Jose Antonio pointed to where there used to be a river and said, "Over there, my brother used to fish."

"He was fishing one day with his four children, when the paramilitaries came to him. They tied his hands behind his back, cut open his chest and removed his innards with their hands. They told his children to leave and not to come back to this land."

The statistics of systematic violence in Colombia show the endemic nature of the problem. The Union Patriotica, a political party seeking a humanitarian accord between the FARC and the government since the 1990s, have suffered the assassination of over 5,000 members. The highest rates of homicide of indigenous people have been among the Embera Katio, the Wayuu and the Kankuamo peoples, who have suffered 234 homicides since 1999. From 1986 to 2006, there have been 2,515 union leaders assassinated. The National Federation of Municipal Councils (FENACOM) reports 251 council members assassinated since 1985. According to the Colombian Commission of Jurists, between 1996 and June 2006, 31,656 people were either killed or disappeared. Of these massacres, 83.07% are attributed to State forces.

The Consultation of Human Rights and Forced Displacement (CODHES) has stated that between 1985 and 2005, there were 3,720,428 citizens registered as forcibly displaced. According to the Ideas for Peace Foundation, members of the AUC--a former paramilitary organization--have invested in three million hectares of land, while drug traffickers have bought one million hectares. Seventy per cent of landowners are small-scale farmers who possess only five per cent of total land area. The reality of forced displacement by State forces and the subsequent purchasing of large quantities of land by paramilitary members are facts that demonstrate the illegal appropriation of land through violent means. Meanwhile, most small-scale farmers are forced either to find smaller parcels of land to cultivate, or join the growing waves of urbanization. In either case, they continue to face the threat of violence.

A traveller passing through the cities of Colombia might see a moderately developed country, an urbanized population and a burgeoning middle class. Liberal economic journals describe Colombia’s economy as a prosperous, growing market, rich in natural resources and ready for investment. But many Colombians understand the situation as an ongoing civil war. The State apparatus of control and repression--legitimated through impunity and maintained through the consolidation of executive military power in all branches of government and a broken social fabric with violence being a continual threat in all levels of society--has maintained a state of siege and atomized the Colombian countryside. Informants and military and paramilitary forces create local fiefdoms, regional strongholds of ultra-right-wing power. Urban centres are infiltrated by networks of informants and surveyed by police and military.

“The most preoccupying factor of the situation is the appearance of normality which this military and political project has acquired”, says Soraya Gutierrez Arguello, president of the Jose Alvear Restrepo Lawyers' Collective. Specific elements of social control, such as paramilitarism, impunity and State power, have kept much of the country's population in a state of terror.

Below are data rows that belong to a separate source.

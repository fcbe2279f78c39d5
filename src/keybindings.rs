use std::collections::HashMap;
use std::fmt;

use crossterm::event::{KeyCode, KeyEvent, KeyModifiers};

#[derive(Debug, Clone, Copy, PartialEq, Eq, Hash)]
pub enum Action {
    Exit,
    // Menus
    MenuToggle,
    MenuClose,
    MenuUp,
    MenuDown,
    MenuLeft,
    MenuRight,
    MenuSelect,
    // Focus
    FocusNext,
    // Dialog navigation/actions
    DialogLeft,
    DialogRight,
    DialogNext,
    DialogAccept,
    DialogCancel,
    // Scrolling inside hosted windows
    ScrollUp,
    ScrollDown,
    ScrollPageUp,
    ScrollPageDown,
}

impl Action {
    /// Actions listed in the help dialog, in display order.
    pub const HELP_ORDER: [Action; 6] = [
        Action::Exit,
        Action::MenuToggle,
        Action::MenuClose,
        Action::FocusNext,
        Action::DialogAccept,
        Action::DialogCancel,
    ];
}

impl fmt::Display for Action {
    fn fmt(&self, f: &mut fmt::Formatter<'_>) -> fmt::Result {
        let s = match self {
            Action::Exit => "Exit",
            Action::MenuToggle => "Open/close menu",
            Action::MenuClose => "Close menu",
            Action::MenuUp => "Menu up",
            Action::MenuDown => "Menu down",
            Action::MenuLeft => "Previous menu",
            Action::MenuRight => "Next menu",
            Action::MenuSelect => "Menu select",
            Action::FocusNext => "Next window",
            Action::DialogLeft => "Dialog left",
            Action::DialogRight => "Dialog right",
            Action::DialogNext => "Dialog next button",
            Action::DialogAccept => "Dialog accept",
            Action::DialogCancel => "Dialog cancel",
            Action::ScrollUp => "Scroll up",
            Action::ScrollDown => "Scroll down",
            Action::ScrollPageUp => "Scroll page up",
            Action::ScrollPageDown => "Scroll page down",
        };
        write!(f, "{}", s)
    }
}

#[derive(Debug, Clone, PartialEq, Eq)]
pub struct KeyCombo {
    pub code: KeyCode,
    pub mods: KeyModifiers,
}

impl KeyCombo {
    pub fn new(code: KeyCode, mods: KeyModifiers) -> Self {
        Self { code, mods }
    }

    pub fn plain(code: KeyCode) -> Self {
        Self::new(code, KeyModifiers::NONE)
    }

    pub fn matches(&self, key: &KeyEvent) -> bool {
        key.code == self.code && key.modifiers == self.mods
    }

    pub fn display(&self) -> String {
        let mut parts = Vec::new();
        if self.mods.contains(KeyModifiers::CONTROL) {
            parts.push("Ctrl".to_string());
        }
        if self.mods.contains(KeyModifiers::SHIFT) {
            parts.push("Shift".to_string());
        }
        if self.mods.contains(KeyModifiers::ALT) {
            parts.push("Alt".to_string());
        }
        let code = match self.code {
            KeyCode::Char(c) => c.to_ascii_uppercase().to_string(),
            KeyCode::Esc => "Esc".to_string(),
            KeyCode::Enter => "Enter".to_string(),
            KeyCode::Tab => "Tab".to_string(),
            KeyCode::Left => "Left".to_string(),
            KeyCode::Right => "Right".to_string(),
            KeyCode::Up => "Up".to_string(),
            KeyCode::Down => "Down".to_string(),
            KeyCode::PageUp => "PageUp".to_string(),
            KeyCode::PageDown => "PageDown".to_string(),
            KeyCode::F(n) => format!("F{}", n),
            _ => format!("{:?}", self.code),
        };
        parts.push(code);
        parts.join("+")
    }
}

impl fmt::Display for KeyCombo {
    fn fmt(&self, f: &mut fmt::Formatter<'_>) -> fmt::Result {
        write!(f, "{}", self.display())
    }
}

#[derive(Debug, Clone)]
pub struct KeyBindings {
    map: HashMap<Action, Vec<KeyCombo>>,
}

impl Default for KeyBindings {
    fn default() -> Self {
        use Action::*;
        let mut kb = Self::empty();
        kb.add(
            Exit,
            KeyCombo::new(KeyCode::Char('q'), KeyModifiers::CONTROL),
        );
        kb.add(MenuToggle, KeyCombo::plain(KeyCode::F(10)));
        kb.add(MenuClose, KeyCombo::plain(KeyCode::Esc));
        kb.add(MenuUp, KeyCombo::plain(KeyCode::Up));
        kb.add(MenuDown, KeyCombo::plain(KeyCode::Down));
        kb.add(MenuLeft, KeyCombo::plain(KeyCode::Left));
        kb.add(MenuRight, KeyCombo::plain(KeyCode::Right));
        kb.add(MenuSelect, KeyCombo::plain(KeyCode::Enter));
        kb.add(FocusNext, KeyCombo::plain(KeyCode::Tab));
        kb.add(DialogLeft, KeyCombo::plain(KeyCode::Left));
        kb.add(DialogRight, KeyCombo::plain(KeyCode::Right));
        kb.add(DialogNext, KeyCombo::plain(KeyCode::Tab));
        kb.add(DialogAccept, KeyCombo::plain(KeyCode::Enter));
        kb.add(DialogCancel, KeyCombo::plain(KeyCode::Esc));
        kb.add(ScrollUp, KeyCombo::plain(KeyCode::Up));
        kb.add(ScrollDown, KeyCombo::plain(KeyCode::Down));
        kb.add(ScrollPageUp, KeyCombo::plain(KeyCode::PageUp));
        kb.add(ScrollPageDown, KeyCombo::plain(KeyCode::PageDown));
        kb
    }
}

impl KeyBindings {
    pub fn empty() -> Self {
        Self {
            map: HashMap::new(),
        }
    }

    pub fn add(&mut self, action: Action, combo: KeyCombo) {
        self.map.entry(action).or_default().push(combo);
    }

    pub fn matches(&self, action: Action, key: &KeyEvent) -> bool {
        self.map
            .get(&action)
            .is_some_and(|list| list.iter().any(|c| c.matches(key)))
    }

    /// Display strings for all combos mapped to `action`.
    pub fn combos_for(&self, action: Action) -> Vec<String> {
        self.map
            .get(&action)
            .map(|list| list.iter().map(|c| c.display()).collect())
            .unwrap_or_default()
    }

    pub fn first_combo(&self, action: Action) -> Option<KeyCombo> {
        self.map.get(&action).and_then(|list| list.first().cloned())
    }

    /// One `"Ctrl+Q  Exit"` style line per help-listed action.
    pub fn help_lines(&self) -> Vec<String> {
        Action::HELP_ORDER
            .iter()
            .map(|action| format!("{:<8} {}", self.combos_for(*action).join("/"), action))
            .collect()
    }
}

Paramilitarism: Infiltrating Civil Society and Rending the Social Fabric

Most socio-political studies agree that the origins of contemporary violence in Colombia began in the mid-1940s. Institutional and rural violence, stimulated by the Conservative Party, left 300,000 dead without investigation and left thousands without homes. The resulting armed uprising from rural sectors precipitated an internal conflict that to this day continues to spill blood. The State doctrine since the 1960s has been one of counterinsurgency and has authored systematic, generalized violations of human rights and crimes against humanity. A key element of the counterinsurgent strategy has been paramilitarism, which uses terrorist tactics and benefits from state support.

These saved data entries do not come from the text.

use ratatui::prelude::Rect;
use ratatui::style::Modifier;

use crate::constants::TASKBAR_TITLE_CHARS;
use crate::layout::rect_contains;
use crate::theme;
use crate::ui::{UiFrame, truncate_to_width};
use crate::window::WindowId;

/// One `[title]` button per minimized window, left to right from column 1.
/// Buttons that would run into the right edge are left off.
#[derive(Debug, Default)]
pub struct Taskbar {
    entries: Vec<(WindowId, String)>,
}

impl Taskbar {
    pub fn new() -> Self {
        Self::default()
    }

    pub fn set_entries<'a>(&mut self, entries: impl IntoIterator<Item = (WindowId, &'a str)>) {
        self.entries = entries
            .into_iter()
            .map(|(id, title)| (id, truncate_to_width(title, TASKBAR_TITLE_CHARS)))
            .collect();
    }

    /// Button rectangles on `row`, clipped to `width` columns.
    pub fn buttons(&self, row: u16, width: u16) -> Vec<(WindowId, Rect)> {
        let mut x: u16 = 1;
        let mut out = Vec::new();
        for (id, label) in &self.entries {
            let w = label.chars().count() as u16 + 2;
            if x + w >= width.saturating_sub(1) {
                break;
            }
            out.push((*id, Rect::new(x, row, w, 1)));
            x += w + 1;
        }
        out
    }

    pub fn hit(&self, row: u16, width: u16, column: u16, at_row: u16) -> Option<WindowId> {
        self.buttons(row, width)
            .into_iter()
            .find(|(_, rect)| rect_contains(*rect, column, at_row))
            .map(|(id, _)| id)
    }
}

impl super::Component for Taskbar {
    fn render(&mut self, frame: &mut UiFrame<'_>, area: Rect) {
        if self.entries.is_empty() || area.height == 0 {
            return;
        }
        let style = theme::style(theme::taskbar_fg(), theme::taskbar_bg());
        frame.fill(Rect::new(area.x, area.y, area.width, 1), " ", style);
        let buttons = self.buttons(area.y, area.width);
        for ((_, rect), (_, label)) in buttons.iter().zip(&self.entries) {
            frame.set_string(
                rect.x,
                rect.y,
                &format!("[{label}]"),
                style.add_modifier(Modifier::BOLD),
            );
        }
    }
}

#[cfg(test)]
mod tests {
    use super::*;

    #[test]
    fn buttons_truncate_titles_and_pack_left() {
        let mut bar = Taskbar::new();
        bar.set_entries([
            (WindowId::new(1), "Notes"),
            (WindowId::new(2), "A very long window title"),
        ]);
        let buttons = bar.buttons(22, 80);
        assert_eq!(buttons[0].1, Rect::new(1, 22, 7, 1));
        assert_eq!(buttons[1].1, Rect::new(9, 22, 17, 1));
        assert_eq!(bar.hit(22, 80, 10, 22), Some(WindowId::new(2)));
        assert_eq!(bar.hit(22, 80, 8, 22), None);
    }

    #[test]
    fn narrow_terminal_drops_overflowing_buttons() {
        let mut bar = Taskbar::new();
        bar.set_entries([(WindowId::new(1), "abcdefgh"), (WindowId::new(2), "ijk")]);
        assert_eq!(bar.buttons(0, 14).len(), 1);
    }
}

Paramilitarism has worked to annihilate social resistance and democratic opposition of civil society, creating new agents of capitalist accumulation while generating forced displacement.

According to Arguello, paramilitarism has united the anti-insurgent struggle with drug trafficking and State support under one apparatus of "irregular right-wing war, constructing paramilitary corridors, owned territorialities, zones of consolidation, eruption of local para-states, interlinked into a national phenomenon of power."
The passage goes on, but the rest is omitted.